> **What you will do**
How many lines in the entries below include the word "second"? Respond with the number only.

Stored data entries:
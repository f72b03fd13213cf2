//! Integration tests for grid representations: construction defaults,
//! pointwise statistics and coordinate handling.

use fdakit::{linspace, FData, FDataGrid, FdMatrix, KernelSmoother};

// ─── Helpers ────────────────────────────────────────────────────────────────

fn assert_vec_close(actual: &[f64], expected: &[f64], tol: f64, label: &str) {
    assert_eq!(
        actual.len(),
        expected.len(),
        "{}: length mismatch: {} vs {}",
        label,
        actual.len(),
        expected.len()
    );
    for (i, (a, e)) in actual.iter().zip(expected.iter()).enumerate() {
        assert!(
            (a - e).abs() <= tol,
            "{}: element {} differs: {} vs {} (tol {})",
            label,
            i,
            a,
            e,
            tol
        );
    }
}

fn two_rows() -> FDataGrid {
    FDataGrid::from_samples(&[
        vec![1.0, 2.0, 3.0, 4.0, 5.0],
        vec![2.0, 3.0, 4.0, 5.0, 6.0],
    ])
    .unwrap()
}

// ─── Construction ───────────────────────────────────────────────────────────

#[test]
fn test_init_default_grid_and_range() {
    let fd = two_rows();
    assert_vec_close(
        &fd.grid_points()[0],
        &[0.0, 0.25, 0.5, 0.75, 1.0],
        1e-15,
        "grid",
    );
    assert_eq!(fd.domain_range(), &[[0.0, 1.0]]);
    assert_eq!(fd.n_samples(), 2);
    assert_eq!(fd.dim_domain(), 1);
    assert_eq!(fd.dim_codomain(), 1);
    assert_eq!(fd.data_matrix()[0].row(1), vec![2.0, 3.0, 4.0, 5.0, 6.0]);
}

#[test]
fn test_explicit_domain_range() {
    let fd = FDataGrid::from_curves(&[vec![0.0, 1.0, 2.0]], vec![0.2, 0.5, 0.8])
        .unwrap()
        .with_domain_range(vec![[0.0, 1.0]])
        .unwrap();
    assert_eq!(fd.domain_range(), &[[0.0, 1.0]]);

    let bad = FDataGrid::from_curves(&[vec![0.0, 1.0, 2.0]], vec![0.2, 0.5, 0.8])
        .unwrap()
        .with_domain_range(vec![[0.3, 1.0]]);
    assert!(bad.is_err());
}

// ─── Pointwise statistics ───────────────────────────────────────────────────

#[test]
fn test_mean() {
    let mean = two_rows().mean();
    assert_eq!(mean.n_samples(), 1);
    assert_vec_close(
        &mean.sample_curve(0, 0),
        &[1.5, 2.5, 3.5, 4.5, 5.5],
        1e-12,
        "mean",
    );
    assert_vec_close(&mean.grid_points()[0], &linspace(0.0, 1.0, 5), 1e-15, "grid");
}

#[test]
fn test_gmean() {
    let gmean = two_rows().gmean();
    let expected: Vec<f64> = (1..=5)
        .map(|k| ((k as f64) * (k as f64 + 1.0)).sqrt())
        .collect();
    assert_vec_close(&gmean.sample_curve(0, 0), &expected, 1e-12, "gmean");
}

#[test]
fn test_var() {
    let var = two_rows().var();
    assert_vec_close(&var.sample_curve(0, 0), &[0.5; 5], 1e-12, "var");
}

// ─── Coordinates ────────────────────────────────────────────────────────────

#[test]
fn test_concatenate_and_split_coordinates() {
    let a = two_rows().with_dataset_name("rows");
    let b = FDataGrid::new(
        vec![FdMatrix::from_rows(&[vec![0.0; 5], vec![1.0; 5]]).unwrap()],
        vec![linspace(0.0, 1.0, 5)],
    )
    .unwrap();

    let both = a.concatenate_coordinates(&b).unwrap();
    assert_eq!(both.dim_codomain(), 2);
    assert_eq!(both.dataset_name(), Some("rows"));

    let first = both.coordinate(0).unwrap();
    assert_eq!(first.data_matrix(), a.data_matrix());
    let second = both.coordinate(1).unwrap();
    assert_eq!(second.data_matrix(), b.data_matrix());
}

#[test]
fn test_concatenate_samples_then_mean() {
    let a = two_rows();
    let all = a.concatenate_samples(&a).unwrap();
    assert_eq!(all.n_samples(), 4);
    assert_vec_close(
        &all.mean().sample_curve(0, 0),
        &a.mean().sample_curve(0, 0),
        1e-12,
        "mean of duplicated samples",
    );
}

// ─── Smoothing and derivatives ──────────────────────────────────────────────

#[test]
fn test_local_linear_preserves_lines() {
    let fd = two_rows();
    let smoothed = KernelSmoother::local_linear(0.3).smooth(&fd).unwrap();
    for i in 0..2 {
        assert_vec_close(
            &smoothed.sample_curve(i, 0),
            &fd.sample_curve(i, 0),
            1e-8,
            "local linear",
        );
    }
}

#[test]
fn test_derivative_of_rows() {
    let d = two_rows().derivative(1).unwrap();
    // slope 1 per grid step of 0.25
    assert_vec_close(&d.sample_curve(0, 0), &[4.0; 5], 1e-12, "derivative");
}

> **Solution to the exercise**
2